1 N.B. : la forme masculine utilisée comme « générique » dans la totalité du texte du rapport désigne aussi bien les femmes que les hommes.
Nombreux sont déjà les professionnels de santé à accorder une grande attention aux droits des usagers et à intégrer l’exercice de ces droits dans leur pratique. Les nouveaux référentiels de formation des métiers et professions de santé abordent souvent le thème des droits des usagers. Les initiatives pédagogiques se multiplient au sein des instituts ou organismes de formation. Ces évolutions favorables et positives restent toutefois hétérogènes, souvent dispersées.
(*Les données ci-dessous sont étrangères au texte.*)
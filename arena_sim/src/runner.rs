//! Scenario runner - executes a scenario and judges the outcome.

use std::sync::Arc;

use arena_core::{ArenaConfig, ArenaError, EventSink, RunReport};
use tracing::{debug, info, warn};

use crate::oracle::{InvariantOracle, Violation};
use crate::scenarios::ScenarioId;
use crate::world::{SimConfig, SimWorld};

/// Results from running a scenario.
#[derive(Debug, Clone)]
pub struct ScenarioResult {
    /// Scenario that was run
    pub scenario: ScenarioId,

    /// Seed used
    pub seed: u64,

    /// Whether scenario passed all assertions
    pub passed: bool,

    /// Rounds that completed (0 if setup failed)
    pub rounds_completed: usize,

    /// Failure message if any
    pub failure_reason: Option<String>,

    /// Broken invariants found by the oracle
    pub violations: Vec<Violation>,

    /// Full run output, absent if setup failed
    pub report: Option<RunReport>,
}

/// Runs simulation scenarios.
pub struct ScenarioRunner {
    /// Configuration seed
    seed: u64,

    /// Number of agents
    num_agents: usize,

    /// Core configuration template
    arena: ArenaConfig,

    fault_rate: f64,

    /// Optional persistence for every run
    sink: Option<Arc<dyn EventSink>>,
}

impl ScenarioRunner {
    pub fn new(seed: u64, num_agents: usize) -> Self {
        Self {
            seed,
            num_agents,
            arena: ArenaConfig::default(),
            fault_rate: SimConfig::default().fault_rate,
            sink: None,
        }
    }

    pub fn with_config(mut self, arena: ArenaConfig) -> Self {
        self.arena = arena;
        self
    }

    /// Sets the number of rounds.
    pub fn with_rounds(mut self, rounds: u32) -> Self {
        self.arena.rounds = rounds;
        self
    }

    pub fn with_fault_rate(mut self, rate: f64) -> Self {
        self.fault_rate = rate;
        self
    }

    pub fn with_sink(mut self, sink: Arc<dyn EventSink>) -> Self {
        self.sink = Some(sink);
        self
    }

    /// Runs a scenario and returns the result.
    pub async fn run(&self, scenario: ScenarioId) -> ScenarioResult {
        info!("Starting scenario: {} (seed={})", scenario.name(), self.seed);
        debug!("{}", scenario.description());

        let world = SimWorld::new(SimConfig {
            seed: self.seed,
            num_agents: self.num_agents,
            scenario,
            arena: self.arena.clone(),
            fault_rate: self.fault_rate,
        });

        let mut orchestrator = world.orchestrator();
        if let Some(sink) = &self.sink {
            orchestrator = orchestrator.with_sink(Arc::clone(sink));
        }
        let outcome = orchestrator.run().await;

        let mut result = ScenarioResult {
            scenario,
            seed: self.seed,
            passed: false,
            rounds_completed: 0,
            failure_reason: None,
            violations: Vec::new(),
            report: None,
        };

        match outcome {
            Err(ArenaError::Setup(reason)) if scenario.expects_setup_failure() => {
                info!("Setup failed as expected: {}", reason);
                result.passed = true;
            }
            Err(e) => {
                result.failure_reason = Some(format!("run aborted: {}", e));
            }
            Ok(report) if scenario.expects_setup_failure() => {
                result.rounds_completed = report.log.len();
                result.failure_reason = Some("run completed but setup should have failed".into());
                result.report = Some(report);
            }
            Ok(report) => {
                result.rounds_completed = report.log.len();
                result.violations = InvariantOracle::new(world.total_supply()).check(&report.log);
                result.failure_reason = self.judge(scenario, &report, &result.violations);
                result.report = Some(report);

                // Settle: every unit must come back to the settlement authority.
                world.ledger_controller.heal_all();
                match world.recover_all().await {
                    Ok(recovered) if recovered == world.total_supply() => {}
                    Ok(recovered) => {
                        result.failure_reason.get_or_insert(format!(
                            "recovered {} of {} units",
                            recovered,
                            world.total_supply()
                        ));
                    }
                    Err(e) => {
                        result.failure_reason.get_or_insert(format!("recovery failed: {}", e));
                    }
                }
                result.passed = result.failure_reason.is_none();
            }
        }

        if let Some(reason) = &result.failure_reason {
            warn!("Scenario {} failed: {}", scenario.name(), reason);
        }
        result
    }

    /// Scenario-specific expectations on top of the invariants.
    fn judge(&self, scenario: ScenarioId, report: &RunReport, violations: &[Violation]) -> Option<String> {
        if let Some(first) = violations.first() {
            return Some(format!("{} invariant violations, first: {}", violations.len(), first));
        }
        if report.log.len() != report.config.rounds as usize {
            return Some(format!(
                "completed {} of {} rounds",
                report.log.len(),
                report.config.rounds
            ));
        }

        match scenario {
            ScenarioId::MixedPriming if self.num_agents >= 4 => {
                let groups = report.analysis.group_outcomes.len();
                (groups != 4).then(|| format!("expected 4 priming groups, found {}", groups))
            }
            ScenarioId::Flaky if self.fault_rate > 0.0 && report.config.rounds >= 5 => {
                (report.stats.failures == 0).then(|| "no query failures were injected".to_string())
            }
            ScenarioId::Elimination if self.num_agents >= 2 => {
                (report.analysis.summary.eliminations == 0)
                    .then(|| "no agent was eliminated".to_string())
            }
            _ => None,
        }
    }
}
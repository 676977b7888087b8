//! Action Parser - free-text agent replies to typed actions.
//!
//! # Grammar
//!
//! One command per line, keywords case-insensitive:
//!
//! ```text
//! PASS
//! SEND <amount> TO <agent-name>
//! MESSAGE <agent-name> "<text>"
//! BROADCAST "<text>"
//! ```
//!
//! Everything else (reasoning, commentary, markdown) is dropped silently.
//! Parsing never fails: the worst case is a single implicit `PASS`.
//!
//! # Known Limitation
//!
//! Quotes inside message content are not escaped or nested. Content is the
//! raw text between the outermost pair of matching quotes.

use std::collections::HashMap;

use crate::types::{Action, RejectReason};

/// Maximum characters kept from MESSAGE/BROADCAST content.
pub const MAX_CONTENT_CHARS: usize = 500;

const COMMENT_MARKERS: [&str; 2] = ["#", "//"];

/// Punctuation tolerated after a keyword or agent name (`Agent-2:`).
const TRAILING_PUNCTUATION: [char; 4] = [':', ',', ';', '.'];

const QUOTE_PAIRS: [(char, char); 3] = [('"', '"'), ('\'', '\''), ('\u{201c}', '\u{201d}')];

/// Parses one agent's reply into actions.
///
/// # Arguments
/// * `raw` - The reply text, unmodified
/// * `known_names` - Display names of every agent in the run
/// * `own_name` - Display name of the replying agent
pub fn parse(raw: &str, known_names: &[String], own_name: &str) -> Vec<Action> {
    let roster = Roster::new(known_names, own_name);

    let mut actions: Vec<Action> = raw
        .lines()
        .filter_map(|line| parse_line(line, &roster))
        .collect();

    if actions.is_empty() {
        actions.push(Action::pass(own_name));
    }
    actions
}

// =============================================================================
// TOKENIZER
// =============================================================================

#[derive(Debug, Clone, Copy, PartialEq, Eq)]
enum Command {
    Pass,
    Send,
    Message,
    Broadcast,
}

impl Command {
    fn from_keyword(word: &str) -> Option<Self> {
        let word = word.trim_end_matches(TRAILING_PUNCTUATION);
        [
            ("PASS", Command::Pass),
            ("SEND", Command::Send),
            ("MESSAGE", Command::Message),
            ("BROADCAST", Command::Broadcast),
        ]
        .into_iter()
        .find(|(keyword, _)| word.eq_ignore_ascii_case(keyword))
        .map(|(_, command)| command)
    }
}

/// Whitespace-delimited cursor over a single line.
struct Cursor<'a> {
    rest: &'a str,
}

impl<'a> Cursor<'a> {
    fn new(line: &'a str) -> Self {
        Self { rest: line }
    }

    fn word(&mut self) -> Option<&'a str> {
        let trimmed = self.rest.trim_start();
        if trimmed.is_empty() {
            return None;
        }
        let end = trimmed.find(char::is_whitespace).unwrap_or(trimmed.len());
        let (word, rest) = trimmed.split_at(end);
        self.rest = rest;
        Some(word)
    }

    fn remainder(&self) -> &'a str {
        self.rest.trim()
    }

    fn is_exhausted(&self) -> bool {
        self.rest.trim().is_empty()
    }
}

// =============================================================================
// PARSER
// =============================================================================

struct Roster<'a> {
    own: &'a str,
    by_lower: HashMap<String, &'a str>,
}

impl<'a> Roster<'a> {
    fn new(known_names: &'a [String], own: &'a str) -> Self {
        let by_lower = known_names
            .iter()
            .map(|name| (name.to_lowercase(), name.as_str()))
            .collect();
        Self { own, by_lower }
    }

    fn resolve(&self, name: &str) -> Option<&'a str> {
        self.by_lower.get(&name.to_lowercase()).copied()
    }

    fn is_self(&self, name: &str) -> bool {
        name.eq_ignore_ascii_case(self.own)
    }
}

fn parse_line(line: &str, roster: &Roster<'_>) -> Option<Action> {
    let line = line.trim();
    if line.is_empty() || COMMENT_MARKERS.iter().any(|m| line.starts_with(m)) {
        return None;
    }

    let mut cursor = Cursor::new(line);
    match Command::from_keyword(cursor.word()?)? {
        Command::Pass => cursor.is_exhausted().then(|| Action::pass(roster.own)),
        Command::Send => parse_send(&mut cursor, roster),
        Command::Message => parse_message(&mut cursor, roster),
        Command::Broadcast => {
            let content = message_content(cursor.remainder())?;
            Some(Action::broadcast(roster.own, &content))
        }
    }
}

fn parse_send(cursor: &mut Cursor<'_>, roster: &Roster<'_>) -> Option<Action> {
    let word = cursor.word()?;
    let (amount, overflow) = match word.parse::<i64>() {
        Ok(amount) => (amount, false),
        Err(_) if is_integer(word) => {
            let clamped = if word.starts_with('-') { i64::MIN } else { i64::MAX };
            (clamped, true)
        }
        Err(_) => return None,
    };
    if !cursor.word()?.eq_ignore_ascii_case("TO") {
        return None;
    }
    let target = clean_name(cursor.word()?);
    if target.is_empty() {
        return None;
    }

    if amount <= 0 {
        let target = roster.resolve(target).unwrap_or(target);
        return Some(
            Action::transfer(roster.own, target, amount).reject(RejectReason::NonPositiveAmount),
        );
    }
    Some(match roster.resolve(target) {
        None => Action::transfer(roster.own, target, amount).reject(RejectReason::UnknownTarget),
        Some(name) if roster.is_self(name) => {
            Action::transfer(roster.own, name, amount).reject(RejectReason::SelfTransfer)
        }
        Some(name) if overflow => {
            Action::transfer(roster.own, name, amount).reject(RejectReason::AmountOutOfRange)
        }
        Some(name) => Action::transfer(roster.own, name, amount),
    })
}

/// An optionally signed run of ASCII digits, whatever its magnitude.
fn is_integer(word: &str) -> bool {
    let digits = word.strip_prefix(['+', '-']).unwrap_or(word);
    !digits.is_empty() && digits.bytes().all(|b| b.is_ascii_digit())
}

fn parse_message(cursor: &mut Cursor<'_>, roster: &Roster<'_>) -> Option<Action> {
    let target = clean_name(cursor.word()?);
    let content = message_content(cursor.remainder())?;
    if target.is_empty() {
        return None;
    }

    Some(match roster.resolve(target) {
        None => Action::direct_message(roster.own, target, &content)
            .reject(RejectReason::UnknownTarget),
        Some(name) if roster.is_self(name) => {
            Action::direct_message(roster.own, name, &content).reject(RejectReason::SelfMessage)
        }
        Some(name) => Action::direct_message(roster.own, name, &content),
    })
}

fn clean_name(word: &str) -> &str {
    word.trim_end_matches(TRAILING_PUNCTUATION)
        .trim_matches(|c| c == '"' || c == '\'')
}

/// Strips one pair of symmetric quotes and truncates. Empty content is unusable.
fn message_content(raw: &str) -> Option<String> {
    let raw = raw.trim();
    let unquoted = QUOTE_PAIRS
        .iter()
        .find_map(|(open, close)| {
            raw.strip_prefix(*open)
                .and_then(|inner| inner.strip_suffix(*close))
        })
        .unwrap_or(raw)
        .trim();

    if unquoted.is_empty() {
        return None;
    }
    Some(unquoted.chars().take(MAX_CONTENT_CHARS).collect())
}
Aussi, les recommandations du présent rapport visent-elles à aider à la généralisation et à l’optimisation de ces pratiques dans une approche globale, cohérente et renforcée au sein de l’ensemble du système de formation des professionnels de santé.
Mais l’ambition de ce rapport ne s’arrête pas là. Car au-delà de la conception individuelle du parcours de santé, doit se développer l’idée que les professionnels de santé – tout autant que les usagers – portent une responsabilité collective vis-à-vis de la société et de notre système de santé solidaire. Si cette notion de contrat entre les professionnels et la société est très présente dans le monde anglo-saxon, elle demeure relativement peu explicite et partagée en France (même si les évènements dramatiques survenus le 13 novembre ont montré par leur mobilisation combien les professionnels de santé se sentent engagés vis-à-vis de la société). Le rapport de la C.N.S. a donc pour objectif d’engager une réflexion sur la nature de ce contrat et les formes, implicites ou explicites, qu’il pourrait prendre.
Plus qu’une série de recommandations, ce rapport est un plaidoyer pour l’établissement ou, tout du moins, la généralisation d’une véritable relation partenariale, tant à niveau individuel que collectif. Pour que l’usager et le professionnel de santé dialoguent, se trouvent en situation de compréhension réciproque, se reconnaissent des droits, en somme, co-construisent une santé individuelle et collective dans le respect du rôle de chacun.
Emmanuel RUSCH Président de la Commission spécialisée « droits des usagers » - Bernadette DEVICTOR Présidente de la C.N.S.